**INFORMATION SUPPLIED**
=== Section Start ===
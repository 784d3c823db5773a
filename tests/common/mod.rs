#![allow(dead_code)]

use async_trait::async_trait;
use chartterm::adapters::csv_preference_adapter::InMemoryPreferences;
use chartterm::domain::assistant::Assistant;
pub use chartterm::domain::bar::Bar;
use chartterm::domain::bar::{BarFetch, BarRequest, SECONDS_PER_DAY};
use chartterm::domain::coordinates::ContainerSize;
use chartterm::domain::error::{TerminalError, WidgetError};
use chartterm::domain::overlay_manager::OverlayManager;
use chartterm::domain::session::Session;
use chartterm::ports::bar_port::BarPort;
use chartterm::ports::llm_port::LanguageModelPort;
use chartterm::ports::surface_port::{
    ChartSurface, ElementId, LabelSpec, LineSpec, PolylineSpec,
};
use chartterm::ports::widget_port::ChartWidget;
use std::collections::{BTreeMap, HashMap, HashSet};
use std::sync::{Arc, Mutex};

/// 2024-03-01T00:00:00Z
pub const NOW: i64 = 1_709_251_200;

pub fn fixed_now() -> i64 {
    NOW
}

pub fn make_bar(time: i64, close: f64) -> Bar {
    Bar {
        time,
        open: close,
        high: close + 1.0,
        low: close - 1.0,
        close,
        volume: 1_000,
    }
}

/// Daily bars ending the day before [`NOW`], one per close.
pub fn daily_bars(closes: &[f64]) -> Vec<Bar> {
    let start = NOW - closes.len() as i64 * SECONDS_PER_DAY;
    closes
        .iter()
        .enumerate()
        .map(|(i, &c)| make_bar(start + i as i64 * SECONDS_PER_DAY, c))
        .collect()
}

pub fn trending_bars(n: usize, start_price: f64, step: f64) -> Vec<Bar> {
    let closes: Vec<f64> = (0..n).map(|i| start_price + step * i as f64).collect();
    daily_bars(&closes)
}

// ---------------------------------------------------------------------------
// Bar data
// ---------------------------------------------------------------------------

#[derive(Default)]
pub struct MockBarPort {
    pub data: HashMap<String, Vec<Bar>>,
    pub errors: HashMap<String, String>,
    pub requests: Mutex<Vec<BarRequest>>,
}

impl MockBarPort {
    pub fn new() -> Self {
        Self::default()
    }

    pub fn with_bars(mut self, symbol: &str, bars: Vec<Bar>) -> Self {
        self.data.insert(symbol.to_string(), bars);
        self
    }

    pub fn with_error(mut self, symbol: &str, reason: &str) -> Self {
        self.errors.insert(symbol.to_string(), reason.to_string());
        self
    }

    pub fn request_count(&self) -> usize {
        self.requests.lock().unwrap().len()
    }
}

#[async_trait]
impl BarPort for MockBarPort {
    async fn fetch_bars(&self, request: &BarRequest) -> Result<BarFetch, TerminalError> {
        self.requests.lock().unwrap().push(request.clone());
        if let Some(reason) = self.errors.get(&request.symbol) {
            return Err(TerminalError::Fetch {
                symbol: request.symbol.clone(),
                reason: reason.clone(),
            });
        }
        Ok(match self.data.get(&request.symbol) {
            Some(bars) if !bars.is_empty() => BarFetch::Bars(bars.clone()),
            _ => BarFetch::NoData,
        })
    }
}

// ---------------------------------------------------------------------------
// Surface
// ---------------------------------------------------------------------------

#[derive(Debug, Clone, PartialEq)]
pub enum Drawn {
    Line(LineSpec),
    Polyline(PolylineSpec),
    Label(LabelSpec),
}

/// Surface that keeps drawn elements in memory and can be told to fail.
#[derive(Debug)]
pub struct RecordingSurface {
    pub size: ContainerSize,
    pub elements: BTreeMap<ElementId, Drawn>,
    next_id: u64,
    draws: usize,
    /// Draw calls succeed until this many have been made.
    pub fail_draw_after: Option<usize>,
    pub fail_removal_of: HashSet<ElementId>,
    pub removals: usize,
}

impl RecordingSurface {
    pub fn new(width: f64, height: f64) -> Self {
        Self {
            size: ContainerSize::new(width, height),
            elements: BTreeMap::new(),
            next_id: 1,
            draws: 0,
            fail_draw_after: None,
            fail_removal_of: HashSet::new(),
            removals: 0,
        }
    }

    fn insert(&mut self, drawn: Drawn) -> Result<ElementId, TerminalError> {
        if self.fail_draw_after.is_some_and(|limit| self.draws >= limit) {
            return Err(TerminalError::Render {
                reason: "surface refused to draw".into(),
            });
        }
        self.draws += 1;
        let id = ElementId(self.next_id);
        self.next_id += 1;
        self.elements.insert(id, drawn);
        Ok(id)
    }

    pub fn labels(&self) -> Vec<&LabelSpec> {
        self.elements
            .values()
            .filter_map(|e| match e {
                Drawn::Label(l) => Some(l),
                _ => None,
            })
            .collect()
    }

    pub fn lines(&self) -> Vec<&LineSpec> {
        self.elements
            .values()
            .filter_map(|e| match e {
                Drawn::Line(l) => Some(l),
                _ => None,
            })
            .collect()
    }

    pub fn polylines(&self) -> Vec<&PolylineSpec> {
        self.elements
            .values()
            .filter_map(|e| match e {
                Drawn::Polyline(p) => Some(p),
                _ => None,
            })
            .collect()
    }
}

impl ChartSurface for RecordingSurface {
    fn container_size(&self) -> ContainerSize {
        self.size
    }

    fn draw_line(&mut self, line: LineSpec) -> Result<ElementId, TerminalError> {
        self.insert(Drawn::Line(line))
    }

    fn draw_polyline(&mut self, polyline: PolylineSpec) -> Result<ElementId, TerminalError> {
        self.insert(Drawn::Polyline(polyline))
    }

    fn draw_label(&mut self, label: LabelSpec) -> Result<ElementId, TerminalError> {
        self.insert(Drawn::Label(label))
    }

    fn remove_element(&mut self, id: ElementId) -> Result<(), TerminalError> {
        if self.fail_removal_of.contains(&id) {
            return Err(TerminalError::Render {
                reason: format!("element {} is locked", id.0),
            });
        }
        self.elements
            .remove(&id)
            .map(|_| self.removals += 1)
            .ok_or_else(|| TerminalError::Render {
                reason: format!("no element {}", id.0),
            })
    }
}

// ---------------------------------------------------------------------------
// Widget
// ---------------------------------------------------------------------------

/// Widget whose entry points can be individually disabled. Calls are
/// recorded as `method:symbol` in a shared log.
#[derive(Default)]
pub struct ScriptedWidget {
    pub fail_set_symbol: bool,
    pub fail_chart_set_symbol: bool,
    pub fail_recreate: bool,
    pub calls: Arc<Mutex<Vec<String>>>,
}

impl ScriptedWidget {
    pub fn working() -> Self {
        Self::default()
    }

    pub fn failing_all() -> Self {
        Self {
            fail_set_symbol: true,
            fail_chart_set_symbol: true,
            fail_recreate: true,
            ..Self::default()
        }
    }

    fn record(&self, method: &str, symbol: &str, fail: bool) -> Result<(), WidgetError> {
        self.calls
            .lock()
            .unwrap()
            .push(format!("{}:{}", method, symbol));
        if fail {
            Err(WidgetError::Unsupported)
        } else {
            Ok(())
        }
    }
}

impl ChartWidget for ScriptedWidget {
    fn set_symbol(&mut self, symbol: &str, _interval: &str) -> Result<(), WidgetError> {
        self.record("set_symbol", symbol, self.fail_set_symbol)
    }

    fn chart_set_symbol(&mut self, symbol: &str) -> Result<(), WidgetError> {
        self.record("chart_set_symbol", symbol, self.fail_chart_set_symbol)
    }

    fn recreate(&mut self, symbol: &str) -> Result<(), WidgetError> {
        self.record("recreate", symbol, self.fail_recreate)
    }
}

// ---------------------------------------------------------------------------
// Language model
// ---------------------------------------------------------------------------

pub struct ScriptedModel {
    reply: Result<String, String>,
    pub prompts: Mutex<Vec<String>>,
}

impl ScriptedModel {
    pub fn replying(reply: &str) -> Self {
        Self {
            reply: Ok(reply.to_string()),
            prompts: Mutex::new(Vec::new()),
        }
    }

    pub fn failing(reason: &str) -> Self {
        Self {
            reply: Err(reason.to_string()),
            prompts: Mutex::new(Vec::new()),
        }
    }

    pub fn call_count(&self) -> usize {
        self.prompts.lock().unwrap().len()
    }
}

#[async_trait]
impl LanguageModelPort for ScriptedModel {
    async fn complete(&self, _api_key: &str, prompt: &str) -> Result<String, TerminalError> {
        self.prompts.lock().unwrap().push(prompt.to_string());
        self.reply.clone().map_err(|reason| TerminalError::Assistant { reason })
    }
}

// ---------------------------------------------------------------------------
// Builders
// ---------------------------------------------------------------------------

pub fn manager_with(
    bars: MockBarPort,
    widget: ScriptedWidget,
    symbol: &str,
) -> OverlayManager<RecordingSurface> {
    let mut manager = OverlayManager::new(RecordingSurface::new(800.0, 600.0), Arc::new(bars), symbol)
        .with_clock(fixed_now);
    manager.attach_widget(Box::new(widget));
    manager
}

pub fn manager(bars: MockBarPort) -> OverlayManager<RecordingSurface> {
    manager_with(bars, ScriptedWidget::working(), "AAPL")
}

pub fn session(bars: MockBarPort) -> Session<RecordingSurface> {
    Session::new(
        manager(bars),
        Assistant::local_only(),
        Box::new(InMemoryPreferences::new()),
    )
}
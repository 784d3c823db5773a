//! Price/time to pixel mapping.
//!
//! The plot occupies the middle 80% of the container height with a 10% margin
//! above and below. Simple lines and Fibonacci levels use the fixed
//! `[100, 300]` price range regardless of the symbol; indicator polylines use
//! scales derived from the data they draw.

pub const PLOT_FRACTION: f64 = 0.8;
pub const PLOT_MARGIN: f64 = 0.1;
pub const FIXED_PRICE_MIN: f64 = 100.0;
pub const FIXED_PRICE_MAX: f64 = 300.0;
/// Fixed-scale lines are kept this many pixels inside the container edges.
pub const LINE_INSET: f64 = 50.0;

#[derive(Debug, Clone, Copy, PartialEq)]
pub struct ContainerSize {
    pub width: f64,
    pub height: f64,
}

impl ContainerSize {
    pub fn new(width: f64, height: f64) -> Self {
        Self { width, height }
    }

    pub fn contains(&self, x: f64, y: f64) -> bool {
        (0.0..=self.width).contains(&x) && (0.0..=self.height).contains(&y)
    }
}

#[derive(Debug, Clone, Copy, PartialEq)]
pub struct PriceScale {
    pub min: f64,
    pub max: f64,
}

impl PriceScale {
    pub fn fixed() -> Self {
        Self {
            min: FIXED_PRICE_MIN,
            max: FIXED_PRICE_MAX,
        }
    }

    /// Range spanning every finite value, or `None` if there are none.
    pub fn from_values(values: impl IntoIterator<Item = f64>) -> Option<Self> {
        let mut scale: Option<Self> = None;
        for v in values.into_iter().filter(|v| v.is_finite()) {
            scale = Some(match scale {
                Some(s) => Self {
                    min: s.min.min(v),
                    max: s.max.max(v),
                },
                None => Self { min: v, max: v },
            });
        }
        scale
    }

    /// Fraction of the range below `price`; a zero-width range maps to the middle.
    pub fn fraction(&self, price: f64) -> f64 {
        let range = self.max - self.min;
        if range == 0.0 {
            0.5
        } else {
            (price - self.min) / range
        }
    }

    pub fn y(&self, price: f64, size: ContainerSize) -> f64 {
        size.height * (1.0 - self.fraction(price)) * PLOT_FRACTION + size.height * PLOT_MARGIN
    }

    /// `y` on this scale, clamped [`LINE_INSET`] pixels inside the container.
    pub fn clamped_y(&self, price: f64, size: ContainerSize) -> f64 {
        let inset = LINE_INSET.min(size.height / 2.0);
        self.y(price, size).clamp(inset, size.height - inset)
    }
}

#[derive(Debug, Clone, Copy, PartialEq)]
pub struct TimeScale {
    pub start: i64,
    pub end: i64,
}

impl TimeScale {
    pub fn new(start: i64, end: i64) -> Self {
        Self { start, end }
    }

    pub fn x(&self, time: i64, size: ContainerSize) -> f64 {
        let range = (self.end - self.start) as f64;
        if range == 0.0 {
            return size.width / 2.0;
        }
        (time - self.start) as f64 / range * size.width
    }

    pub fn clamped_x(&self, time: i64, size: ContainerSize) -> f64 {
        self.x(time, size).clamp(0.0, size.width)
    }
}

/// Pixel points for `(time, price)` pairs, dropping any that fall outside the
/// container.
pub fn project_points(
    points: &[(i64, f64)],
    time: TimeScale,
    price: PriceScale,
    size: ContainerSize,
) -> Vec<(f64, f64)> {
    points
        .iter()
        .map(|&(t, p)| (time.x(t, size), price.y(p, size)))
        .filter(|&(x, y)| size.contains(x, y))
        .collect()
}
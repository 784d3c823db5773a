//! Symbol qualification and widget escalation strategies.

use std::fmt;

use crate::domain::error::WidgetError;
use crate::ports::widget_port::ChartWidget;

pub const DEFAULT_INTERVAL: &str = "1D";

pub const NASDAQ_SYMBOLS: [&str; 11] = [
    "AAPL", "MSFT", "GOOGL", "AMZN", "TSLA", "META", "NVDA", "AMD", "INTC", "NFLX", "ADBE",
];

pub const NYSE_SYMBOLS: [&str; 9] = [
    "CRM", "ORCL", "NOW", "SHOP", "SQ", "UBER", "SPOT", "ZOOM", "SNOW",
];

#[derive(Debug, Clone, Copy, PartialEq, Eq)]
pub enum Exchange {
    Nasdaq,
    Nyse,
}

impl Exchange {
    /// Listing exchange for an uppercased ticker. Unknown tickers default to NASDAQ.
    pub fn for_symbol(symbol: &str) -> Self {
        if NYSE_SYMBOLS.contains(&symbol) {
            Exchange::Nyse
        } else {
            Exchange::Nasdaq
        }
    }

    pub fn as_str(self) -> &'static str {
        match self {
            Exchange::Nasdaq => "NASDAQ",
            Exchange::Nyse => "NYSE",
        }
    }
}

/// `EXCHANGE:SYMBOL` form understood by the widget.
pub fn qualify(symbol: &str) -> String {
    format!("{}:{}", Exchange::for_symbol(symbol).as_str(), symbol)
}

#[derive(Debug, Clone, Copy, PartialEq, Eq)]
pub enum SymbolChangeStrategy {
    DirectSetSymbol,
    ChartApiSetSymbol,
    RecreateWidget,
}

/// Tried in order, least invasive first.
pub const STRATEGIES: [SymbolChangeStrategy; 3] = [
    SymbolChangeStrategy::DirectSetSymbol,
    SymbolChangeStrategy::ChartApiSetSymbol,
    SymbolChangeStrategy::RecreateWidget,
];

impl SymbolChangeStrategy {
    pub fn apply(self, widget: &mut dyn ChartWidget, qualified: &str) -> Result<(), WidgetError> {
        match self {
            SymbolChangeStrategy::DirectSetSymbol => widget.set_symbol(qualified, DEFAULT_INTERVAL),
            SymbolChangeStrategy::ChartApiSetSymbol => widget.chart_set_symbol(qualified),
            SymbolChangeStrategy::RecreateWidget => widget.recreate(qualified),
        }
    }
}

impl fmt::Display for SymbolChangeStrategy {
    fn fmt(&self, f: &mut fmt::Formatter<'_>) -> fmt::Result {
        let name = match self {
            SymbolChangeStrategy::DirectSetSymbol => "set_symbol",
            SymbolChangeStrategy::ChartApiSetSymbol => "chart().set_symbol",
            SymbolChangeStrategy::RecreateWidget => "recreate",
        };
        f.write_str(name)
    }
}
=== Section End ===
Every line in the entries above that mentions the word "insert" must be shown.

**EXPECTED OUTPUT**
        self.data.insert(symbol.to_string(), bars);
        self.errors.insert(symbol.to_string(), reason.to_string());
    fn insert(&mut self, drawn: Drawn) -> Result<ElementId, TerminalError> {
        self.elements.insert(id, drawn);
        self.insert(Drawn::Line(line))
        self.insert(Drawn::Polyline(polyline))
        self.insert(Drawn::Label(label))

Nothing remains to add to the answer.